### Data section
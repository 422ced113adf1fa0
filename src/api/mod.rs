//! API gateway: every server call issued by a view goes through [`ApiGateway::call`].
//!
//! Success publishes the response as a toast (unless suppressed) and hands the parsed JSON
//! back to the caller. Failure is logged with an error id, turned into the caller's fixed
//! error toast and the optional `on_error` callback; it never reaches the caller as an error.

pub mod encoding;

use async_trait::async_trait;
use reqwest::Method;
use serde::de::DeserializeOwned;
use serde::Serialize;
use serde_json::Value as JsonValue;
use uuid::Uuid;

use crate::bus::{BusEvent, EventBus};
use crate::config::ServerConfig;
use crate::error::{ClientError, ClientResult};
use crate::metrics::Metrics;
use crate::toast::{Toast, ToastMessage};
use crate::types::{FileEntry, ViewKind};

pub use encoding::{decode_identifier, encode_identifier, with_identifier_query};

const MAX_ERROR_BODY: usize = 512;

type ErrorCallback = Box<dyn FnOnce(&ClientError) + Send + Sync>;

/// Per-call knobs.
pub struct CallOptions {
    pub method: Method,
    pub body: Option<JsonValue>,
    pub headers: Vec<(String, String)>,
    /// Shown to the user on any failure instead of the underlying error.
    pub error_message: String,
    /// Publish the response as a toast on success.
    pub show_toast_message: bool,
    pub on_error: Option<ErrorCallback>,
}

impl Default for CallOptions {
    fn default() -> Self {
        Self {
            method: Method::GET,
            body: None,
            headers: Vec::new(),
            error_message: "Error fetching data".to_string(),
            show_toast_message: true,
            on_error: None,
        }
    }
}

impl CallOptions {
    pub fn get(error_message: &str) -> Self {
        Self { error_message: error_message.to_string(), ..Self::default() }
    }

    pub fn delete(error_message: &str) -> Self {
        Self { method: Method::DELETE, error_message: error_message.to_string(), ..Self::default() }
    }

    /// POST with a JSON body. A body that fails to serialize is sent as `null`.
    pub fn post_json<B: Serialize>(body: &B, error_message: &str) -> Self {
        let body = serde_json::to_value(body).unwrap_or_else(|e| {
            tracing::warn!("request body not serializable: {}", e);
            JsonValue::Null
        });
        Self { method: Method::POST, body: Some(body), error_message: error_message.to_string(), ..Self::default() }
    }

    pub fn post_empty(error_message: &str) -> Self {
        Self { method: Method::POST, error_message: error_message.to_string(), ..Self::default() }
    }

    /// Suppresses the success toast.
    pub fn quiet(mut self) -> Self {
        self.show_toast_message = false;
        self
    }

    pub fn header(mut self, name: &str, value: &str) -> Self {
        self.headers.push((name.to_string(), value.to_string()));
        self
    }

    pub fn on_error<F>(mut self, f: F) -> Self
    where
        F: FnOnce(&ClientError) + Send + Sync + 'static,
    {
        self.on_error = Some(Box::new(f));
        self
    }
}

/// Source of the file collection; the seam the refetch path depends on.
#[async_trait]
pub trait FilesBackend: Send + Sync {
    async fn list_files(&self, view: ViewKind) -> ClientResult<Vec<FileEntry>>;
}

#[derive(Clone)]
pub struct ApiGateway {
    client: reqwest::Client,
    base_url: String,
    timeout: std::time::Duration,
    bus: EventBus,
    metrics: Metrics,
}

impl ApiGateway {
    pub fn new(cfg: &ServerConfig, bus: EventBus, metrics: Metrics) -> ClientResult<Self> {
        let client = reqwest::Client::builder()
            .connect_timeout(cfg.request_timeout())
            .build()?;
        Ok(Self {
            client,
            base_url: cfg.base_url.trim_end_matches('/').to_string(),
            timeout: cfg.request_timeout(),
            bus,
            metrics,
        })
    }

    pub fn url(&self, path: &str) -> String {
        format!("{}{}", self.base_url, path)
    }

    pub fn base_url(&self) -> &str {
        &self.base_url
    }

    /// Shared HTTP client, also used for the push stream.
    pub fn http(&self) -> &reqwest::Client {
        &self.client
    }

    pub fn bus(&self) -> &EventBus {
        &self.bus
    }

    /// Issues the request; `None` means it failed and the user has been told.
    pub async fn call(&self, path: &str, mut opts: CallOptions) -> Option<JsonValue> {
        let on_error = opts.on_error.take();
        match self.request_json(path, &opts).await {
            Ok(data) => {
                if opts.show_toast_message {
                    self.toast(Toast::new(ToastMessage::from_response(&data)));
                }
                Some(data)
            }
            Err(e) => {
                self.fail(path, &opts.error_message, e, on_error);
                None
            }
        }
    }

    /// Like [`call`](Self::call) but decodes the payload into `T`. A payload of the wrong
    /// shape counts as a failure.
    pub async fn call_as<T: DeserializeOwned>(&self, path: &str, mut opts: CallOptions) -> Option<T> {
        let on_error = opts.on_error.take();
        let result = match self.request_json(path, &opts).await {
            Ok(data) => serde_json::from_value::<T>(data.clone()).map(|typed| (data, typed)).map_err(ClientError::from),
            Err(e) => Err(e),
        };
        match result {
            Ok((data, typed)) => {
                if opts.show_toast_message {
                    self.toast(Toast::new(ToastMessage::from_response(&data)));
                }
                Some(typed)
            }
            Err(e) => {
                self.fail(path, &opts.error_message, e, on_error);
                None
            }
        }
    }

    /// Raw request without any toast handling; for callers that report failures themselves.
    pub async fn request_json(&self, path: &str, opts: &CallOptions) -> ClientResult<JsonValue> {
        self.metrics.inc_requests_sent();
        let mut req = self.client.request(opts.method.clone(), self.url(path)).timeout(self.timeout);
        for (name, value) in &opts.headers {
            req = req.header(name.as_str(), value.as_str());
        }
        if let Some(body) = &opts.body {
            req = req.json(body);
        }
        tracing::debug!(method = %opts.method, path, "api request");
        let resp = req.send().await?;
        let status = resp.status();
        if !status.is_success() {
            let mut body = resp.text().await.unwrap_or_else(|_| "HTTP error".into());
            if body.len() > MAX_ERROR_BODY {
                let mut cut = MAX_ERROR_BODY;
                while !body.is_char_boundary(cut) {
                    cut -= 1;
                }
                body.truncate(cut);
            }
            return Err(ClientError::Status { status: status.as_u16(), body });
        }
        let bytes = resp.bytes().await?;
        Ok(serde_json::from_slice(&bytes)?)
    }

    pub fn toast(&self, toast: Toast) {
        self.metrics.inc_toasts();
        self.bus.publish(BusEvent::Toast(toast));
    }

    fn fail(&self, path: &str, error_message: &str, err: ClientError, on_error: Option<ErrorCallback>) {
        self.metrics.inc_requests_failed();
        let error_id = Uuid::new_v4();
        tracing::error!(%error_id, path, "{}: {}", error_message, err);
        self.toast(Toast::new(error_message));
        if let Some(cb) = on_error {
            cb(&err);
        }
    }
}

#[async_trait]
impl FilesBackend for ApiGateway {
    async fn list_files(&self, view: ViewKind) -> ClientResult<Vec<FileEntry>> {
        let path = view.list_path().ok_or_else(|| ClientError::validation("view", "view has no file list"))?;
        let data = self.request_json(path, &CallOptions::get("Error fetching files")).await?;
        Ok(serde_json::from_value(data)?)
    }
}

### Exercise description
Write down exactly the span of lines above from the one containing "pub async fn call(&self, path: &str, mut" to the one containing "as a failure.", both ends included.

### Response to the exercise
    pub async fn call(&self, path: &str, mut opts: CallOptions) -> Option<JsonValue> {
        let on_error = opts.on_error.take();
        match self.request_json(path, &opts).await {
            Ok(data) => {
                if opts.show_toast_message {
                    self.toast(Toast::new(ToastMessage::from_response(&data)));
                }
                Some(data)
            }
            Err(e) => {
                self.fail(path, &opts.error_message, e, on_error);
                None
            }
        }
    }

    /// Like [`call`](Self::call) but decodes the payload into `T`. A payload of the wrong
    /// shape counts as a failure.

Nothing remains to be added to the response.